Give back exactly the lines that run from the beginning of the entries to the line containing "body, drawn white.", both included, and nothing else.

----- RECORDED DATA

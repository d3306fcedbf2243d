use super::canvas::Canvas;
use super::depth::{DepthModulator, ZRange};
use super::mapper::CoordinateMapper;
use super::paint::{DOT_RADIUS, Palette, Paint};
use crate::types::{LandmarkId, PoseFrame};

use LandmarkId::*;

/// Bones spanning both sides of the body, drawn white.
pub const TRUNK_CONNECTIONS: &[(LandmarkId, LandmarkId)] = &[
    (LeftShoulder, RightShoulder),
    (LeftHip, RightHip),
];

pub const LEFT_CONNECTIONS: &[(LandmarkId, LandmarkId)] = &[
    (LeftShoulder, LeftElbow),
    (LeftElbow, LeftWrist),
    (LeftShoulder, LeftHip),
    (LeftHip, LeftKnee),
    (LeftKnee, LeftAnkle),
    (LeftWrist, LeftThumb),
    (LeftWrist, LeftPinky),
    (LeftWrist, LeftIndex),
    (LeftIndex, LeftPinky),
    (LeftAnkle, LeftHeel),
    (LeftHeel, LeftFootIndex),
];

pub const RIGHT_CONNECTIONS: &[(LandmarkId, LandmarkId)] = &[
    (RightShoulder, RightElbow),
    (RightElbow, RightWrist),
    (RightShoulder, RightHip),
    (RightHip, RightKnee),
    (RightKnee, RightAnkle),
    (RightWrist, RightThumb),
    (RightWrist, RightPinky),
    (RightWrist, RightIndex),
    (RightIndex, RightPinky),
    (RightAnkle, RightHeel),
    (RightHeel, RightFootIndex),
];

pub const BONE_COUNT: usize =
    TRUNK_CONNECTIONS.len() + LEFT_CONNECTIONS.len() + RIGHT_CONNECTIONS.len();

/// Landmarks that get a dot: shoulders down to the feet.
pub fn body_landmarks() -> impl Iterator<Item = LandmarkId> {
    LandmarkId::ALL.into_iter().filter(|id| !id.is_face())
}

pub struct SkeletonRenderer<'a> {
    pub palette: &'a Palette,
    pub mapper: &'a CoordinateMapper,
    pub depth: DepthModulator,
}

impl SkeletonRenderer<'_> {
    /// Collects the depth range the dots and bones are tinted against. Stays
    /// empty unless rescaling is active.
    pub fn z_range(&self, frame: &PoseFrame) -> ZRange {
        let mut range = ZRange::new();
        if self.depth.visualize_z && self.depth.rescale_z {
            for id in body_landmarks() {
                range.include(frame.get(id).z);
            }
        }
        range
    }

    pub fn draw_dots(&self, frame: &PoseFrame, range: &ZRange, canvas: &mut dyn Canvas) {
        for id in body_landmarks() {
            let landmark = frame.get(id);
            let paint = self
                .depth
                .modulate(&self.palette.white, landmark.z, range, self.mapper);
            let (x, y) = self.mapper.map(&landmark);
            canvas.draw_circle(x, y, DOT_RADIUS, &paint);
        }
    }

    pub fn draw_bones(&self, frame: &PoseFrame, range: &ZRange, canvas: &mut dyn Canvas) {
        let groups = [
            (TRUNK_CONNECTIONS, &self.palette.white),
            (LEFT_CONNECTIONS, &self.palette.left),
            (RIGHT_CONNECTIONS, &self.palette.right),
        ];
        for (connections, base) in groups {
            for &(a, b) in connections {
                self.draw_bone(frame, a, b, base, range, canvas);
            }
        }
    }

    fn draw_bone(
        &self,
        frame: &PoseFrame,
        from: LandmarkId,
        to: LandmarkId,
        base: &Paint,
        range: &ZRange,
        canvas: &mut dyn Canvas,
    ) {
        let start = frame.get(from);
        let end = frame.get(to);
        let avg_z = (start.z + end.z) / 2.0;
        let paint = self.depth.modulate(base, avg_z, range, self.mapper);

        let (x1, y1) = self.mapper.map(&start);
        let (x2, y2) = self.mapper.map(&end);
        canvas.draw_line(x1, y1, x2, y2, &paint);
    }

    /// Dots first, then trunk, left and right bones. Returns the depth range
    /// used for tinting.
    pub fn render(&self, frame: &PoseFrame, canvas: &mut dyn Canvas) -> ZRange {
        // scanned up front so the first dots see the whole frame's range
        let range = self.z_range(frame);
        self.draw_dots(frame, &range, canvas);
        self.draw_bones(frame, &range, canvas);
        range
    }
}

----------

§ **EXPECTED ANSWER**
repository d3306fcedbf2243d
use super::canvas::Canvas;
use super::depth::{DepthModulator, ZRange};
use super::mapper::CoordinateMapper;
use super::paint::{DOT_RADIUS, Palette, Paint};
use crate::types::{LandmarkId, PoseFrame};

use LandmarkId::*;

/// Bones spanning both sides of the body, drawn white.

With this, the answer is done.